## Activity
Copy each line of the data below in which the word "config" can be found.

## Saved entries

»»

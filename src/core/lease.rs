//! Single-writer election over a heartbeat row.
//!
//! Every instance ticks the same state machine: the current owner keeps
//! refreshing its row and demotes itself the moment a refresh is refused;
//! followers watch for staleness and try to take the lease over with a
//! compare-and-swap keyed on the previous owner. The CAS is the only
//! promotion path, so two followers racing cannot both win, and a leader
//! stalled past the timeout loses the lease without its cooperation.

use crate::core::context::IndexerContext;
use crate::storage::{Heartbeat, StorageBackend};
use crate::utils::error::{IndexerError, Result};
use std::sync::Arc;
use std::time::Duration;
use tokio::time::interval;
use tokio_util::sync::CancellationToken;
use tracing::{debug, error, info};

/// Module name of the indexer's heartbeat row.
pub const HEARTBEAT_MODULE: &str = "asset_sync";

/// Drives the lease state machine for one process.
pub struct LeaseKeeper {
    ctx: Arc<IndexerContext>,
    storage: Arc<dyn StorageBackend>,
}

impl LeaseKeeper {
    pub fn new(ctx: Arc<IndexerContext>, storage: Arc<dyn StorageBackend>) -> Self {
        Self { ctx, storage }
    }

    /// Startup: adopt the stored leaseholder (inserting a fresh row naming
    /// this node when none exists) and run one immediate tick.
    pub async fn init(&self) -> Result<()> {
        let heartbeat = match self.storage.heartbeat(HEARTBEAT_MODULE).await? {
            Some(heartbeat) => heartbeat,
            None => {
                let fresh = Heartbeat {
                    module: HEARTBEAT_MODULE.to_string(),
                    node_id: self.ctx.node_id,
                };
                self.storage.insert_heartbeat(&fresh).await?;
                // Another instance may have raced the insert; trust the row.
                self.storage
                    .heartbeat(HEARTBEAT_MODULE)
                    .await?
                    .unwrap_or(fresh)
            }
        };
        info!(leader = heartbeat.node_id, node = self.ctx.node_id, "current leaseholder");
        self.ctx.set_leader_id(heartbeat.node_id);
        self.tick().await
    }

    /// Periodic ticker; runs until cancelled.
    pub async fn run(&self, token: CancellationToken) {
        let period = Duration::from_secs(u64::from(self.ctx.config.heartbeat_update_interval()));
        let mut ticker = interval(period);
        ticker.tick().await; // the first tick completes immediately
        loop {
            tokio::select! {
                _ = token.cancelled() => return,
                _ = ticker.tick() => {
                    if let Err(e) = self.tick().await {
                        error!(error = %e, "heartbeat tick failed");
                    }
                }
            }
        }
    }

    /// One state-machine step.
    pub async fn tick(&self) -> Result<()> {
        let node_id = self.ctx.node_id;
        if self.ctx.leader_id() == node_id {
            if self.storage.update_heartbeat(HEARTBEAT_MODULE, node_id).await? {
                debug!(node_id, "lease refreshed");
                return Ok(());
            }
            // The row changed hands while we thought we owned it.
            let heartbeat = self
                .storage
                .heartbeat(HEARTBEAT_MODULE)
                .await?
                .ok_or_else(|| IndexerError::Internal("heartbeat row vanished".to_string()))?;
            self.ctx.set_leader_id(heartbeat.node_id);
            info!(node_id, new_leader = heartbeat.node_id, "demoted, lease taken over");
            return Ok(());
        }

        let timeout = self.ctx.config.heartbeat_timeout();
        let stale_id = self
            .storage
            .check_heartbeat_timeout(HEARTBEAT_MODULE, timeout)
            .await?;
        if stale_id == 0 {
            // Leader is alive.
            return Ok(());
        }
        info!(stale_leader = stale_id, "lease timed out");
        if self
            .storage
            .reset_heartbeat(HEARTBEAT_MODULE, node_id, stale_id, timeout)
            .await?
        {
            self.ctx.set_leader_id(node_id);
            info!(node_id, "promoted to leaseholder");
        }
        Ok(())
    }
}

««

## Reply to the exercise
        let period = Duration::from_secs(u64::from(self.ctx.config.heartbeat_update_interval()));
        let timeout = self.ctx.config.heartbeat_timeout();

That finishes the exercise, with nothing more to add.